**Your goal:**
A single stretch of the material below is to be transcribed exactly, starting at the line with "pub const CMD_MOVE_EAST: u8 = 0x01;" and ending after the line with "pub const CMD_STOP_MOTION: u8 = 0x1D;".

+++ Data records

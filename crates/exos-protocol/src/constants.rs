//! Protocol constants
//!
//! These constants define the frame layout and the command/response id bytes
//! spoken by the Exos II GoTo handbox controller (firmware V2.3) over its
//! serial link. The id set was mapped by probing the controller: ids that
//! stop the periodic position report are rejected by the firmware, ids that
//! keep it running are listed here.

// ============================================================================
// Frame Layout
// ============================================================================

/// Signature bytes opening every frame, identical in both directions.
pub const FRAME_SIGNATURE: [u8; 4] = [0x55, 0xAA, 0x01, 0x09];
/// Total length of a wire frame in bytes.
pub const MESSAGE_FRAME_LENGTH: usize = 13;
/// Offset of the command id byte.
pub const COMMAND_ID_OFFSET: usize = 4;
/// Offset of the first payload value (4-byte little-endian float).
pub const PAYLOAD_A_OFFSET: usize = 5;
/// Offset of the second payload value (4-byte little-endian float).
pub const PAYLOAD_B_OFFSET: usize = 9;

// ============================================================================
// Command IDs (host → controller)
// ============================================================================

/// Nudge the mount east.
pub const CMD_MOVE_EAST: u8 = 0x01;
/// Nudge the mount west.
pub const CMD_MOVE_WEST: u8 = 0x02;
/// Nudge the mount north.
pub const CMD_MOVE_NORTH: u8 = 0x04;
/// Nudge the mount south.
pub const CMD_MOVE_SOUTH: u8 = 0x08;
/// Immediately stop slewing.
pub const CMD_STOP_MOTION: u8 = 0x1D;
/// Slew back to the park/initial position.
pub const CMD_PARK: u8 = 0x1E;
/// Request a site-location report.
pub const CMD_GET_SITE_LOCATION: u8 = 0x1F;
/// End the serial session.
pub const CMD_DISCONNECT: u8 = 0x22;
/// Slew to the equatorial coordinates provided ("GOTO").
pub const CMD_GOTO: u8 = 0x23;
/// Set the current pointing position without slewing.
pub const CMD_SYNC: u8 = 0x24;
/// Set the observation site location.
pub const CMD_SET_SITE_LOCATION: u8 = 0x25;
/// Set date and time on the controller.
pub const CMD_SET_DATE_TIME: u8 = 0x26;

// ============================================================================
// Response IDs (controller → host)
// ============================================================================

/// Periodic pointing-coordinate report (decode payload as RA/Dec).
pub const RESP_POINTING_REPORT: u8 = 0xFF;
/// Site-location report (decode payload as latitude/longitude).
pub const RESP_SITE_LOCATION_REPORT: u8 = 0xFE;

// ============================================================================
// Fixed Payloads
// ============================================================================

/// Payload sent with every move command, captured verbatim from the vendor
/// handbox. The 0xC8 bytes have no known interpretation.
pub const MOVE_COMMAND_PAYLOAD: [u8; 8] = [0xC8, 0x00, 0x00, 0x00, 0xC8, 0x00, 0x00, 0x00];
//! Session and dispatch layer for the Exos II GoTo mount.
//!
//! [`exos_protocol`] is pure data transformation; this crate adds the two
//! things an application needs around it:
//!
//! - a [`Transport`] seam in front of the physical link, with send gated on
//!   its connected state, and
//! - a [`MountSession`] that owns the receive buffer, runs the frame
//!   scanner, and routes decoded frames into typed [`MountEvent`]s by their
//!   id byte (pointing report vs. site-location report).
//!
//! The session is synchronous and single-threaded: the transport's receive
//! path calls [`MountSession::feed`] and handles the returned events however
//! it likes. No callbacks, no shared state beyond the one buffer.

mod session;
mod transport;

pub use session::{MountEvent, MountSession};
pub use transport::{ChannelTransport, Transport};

++++++
+++ Data records

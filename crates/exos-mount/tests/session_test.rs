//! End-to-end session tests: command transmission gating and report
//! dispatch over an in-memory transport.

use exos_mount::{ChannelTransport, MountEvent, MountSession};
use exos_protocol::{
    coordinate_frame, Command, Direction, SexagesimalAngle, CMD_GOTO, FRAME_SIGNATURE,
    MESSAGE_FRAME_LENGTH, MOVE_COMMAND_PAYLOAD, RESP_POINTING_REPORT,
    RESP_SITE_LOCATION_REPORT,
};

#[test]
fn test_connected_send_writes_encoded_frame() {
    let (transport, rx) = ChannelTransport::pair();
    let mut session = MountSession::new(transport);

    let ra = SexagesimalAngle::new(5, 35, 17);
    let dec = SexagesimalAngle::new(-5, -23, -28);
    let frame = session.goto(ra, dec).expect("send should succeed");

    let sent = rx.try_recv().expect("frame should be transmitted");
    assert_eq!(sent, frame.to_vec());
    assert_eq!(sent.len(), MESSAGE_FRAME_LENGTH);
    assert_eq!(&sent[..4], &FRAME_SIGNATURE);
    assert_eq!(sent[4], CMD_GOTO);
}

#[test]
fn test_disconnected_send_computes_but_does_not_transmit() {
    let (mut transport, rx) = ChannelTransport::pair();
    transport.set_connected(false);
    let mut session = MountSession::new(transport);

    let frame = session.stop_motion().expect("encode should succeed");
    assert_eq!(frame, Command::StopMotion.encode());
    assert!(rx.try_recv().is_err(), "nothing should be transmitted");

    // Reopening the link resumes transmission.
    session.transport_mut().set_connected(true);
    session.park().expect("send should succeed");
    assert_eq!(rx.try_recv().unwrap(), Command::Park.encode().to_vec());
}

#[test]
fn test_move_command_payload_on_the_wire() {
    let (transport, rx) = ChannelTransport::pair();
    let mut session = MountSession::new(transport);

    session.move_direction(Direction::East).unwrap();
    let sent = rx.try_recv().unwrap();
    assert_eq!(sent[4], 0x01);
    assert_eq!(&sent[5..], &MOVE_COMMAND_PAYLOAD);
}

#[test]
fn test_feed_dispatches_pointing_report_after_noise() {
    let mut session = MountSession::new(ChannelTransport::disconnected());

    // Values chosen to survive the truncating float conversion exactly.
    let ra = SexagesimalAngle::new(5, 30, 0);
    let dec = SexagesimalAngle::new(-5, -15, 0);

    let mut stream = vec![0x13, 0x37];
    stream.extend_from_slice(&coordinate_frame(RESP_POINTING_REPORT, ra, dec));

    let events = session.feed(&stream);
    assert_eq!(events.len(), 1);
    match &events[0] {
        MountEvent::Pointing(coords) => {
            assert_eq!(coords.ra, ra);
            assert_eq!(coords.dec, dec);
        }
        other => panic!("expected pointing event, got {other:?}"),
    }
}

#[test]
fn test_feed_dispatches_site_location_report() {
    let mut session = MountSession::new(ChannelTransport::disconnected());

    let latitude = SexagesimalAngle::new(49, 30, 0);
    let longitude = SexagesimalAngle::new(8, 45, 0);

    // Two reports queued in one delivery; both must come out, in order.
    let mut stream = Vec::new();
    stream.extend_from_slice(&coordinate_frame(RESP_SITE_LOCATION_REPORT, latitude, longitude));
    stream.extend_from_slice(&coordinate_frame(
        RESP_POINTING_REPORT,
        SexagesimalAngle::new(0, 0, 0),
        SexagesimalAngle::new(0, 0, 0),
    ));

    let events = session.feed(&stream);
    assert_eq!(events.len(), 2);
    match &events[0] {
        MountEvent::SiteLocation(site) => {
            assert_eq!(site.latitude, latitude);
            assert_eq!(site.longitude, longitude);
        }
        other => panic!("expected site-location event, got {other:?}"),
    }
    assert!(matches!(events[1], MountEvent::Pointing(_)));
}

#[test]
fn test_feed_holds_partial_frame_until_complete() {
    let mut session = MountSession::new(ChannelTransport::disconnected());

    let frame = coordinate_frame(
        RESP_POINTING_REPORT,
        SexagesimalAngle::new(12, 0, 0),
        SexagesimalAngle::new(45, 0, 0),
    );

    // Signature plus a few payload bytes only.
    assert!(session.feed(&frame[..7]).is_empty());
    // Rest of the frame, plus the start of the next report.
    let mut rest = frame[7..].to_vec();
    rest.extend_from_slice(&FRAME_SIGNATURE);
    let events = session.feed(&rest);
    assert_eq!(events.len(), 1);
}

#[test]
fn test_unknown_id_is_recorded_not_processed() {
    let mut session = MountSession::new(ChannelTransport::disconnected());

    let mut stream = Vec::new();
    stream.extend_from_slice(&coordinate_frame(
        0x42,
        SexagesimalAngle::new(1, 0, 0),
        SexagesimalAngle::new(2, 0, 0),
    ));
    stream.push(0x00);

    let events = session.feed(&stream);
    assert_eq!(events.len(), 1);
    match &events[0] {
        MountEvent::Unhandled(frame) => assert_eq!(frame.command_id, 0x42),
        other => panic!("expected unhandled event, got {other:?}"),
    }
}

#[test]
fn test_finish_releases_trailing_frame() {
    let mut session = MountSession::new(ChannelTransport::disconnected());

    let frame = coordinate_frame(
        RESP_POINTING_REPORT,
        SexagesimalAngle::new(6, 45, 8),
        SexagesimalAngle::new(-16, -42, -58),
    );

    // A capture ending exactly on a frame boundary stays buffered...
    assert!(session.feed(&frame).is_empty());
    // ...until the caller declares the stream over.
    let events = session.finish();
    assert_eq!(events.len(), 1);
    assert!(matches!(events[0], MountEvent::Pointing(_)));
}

++++++

**Answer to the problem:**
pub const CMD_MOVE_EAST: u8 = 0x01;
/// Nudge the mount west.
pub const CMD_MOVE_WEST: u8 = 0x02;
/// Nudge the mount north.
pub const CMD_MOVE_NORTH: u8 = 0x04;
/// Nudge the mount south.
pub const CMD_MOVE_SOUTH: u8 = 0x08;
/// Immediately stop slewing.
pub const CMD_STOP_MOTION: u8 = 0x1D;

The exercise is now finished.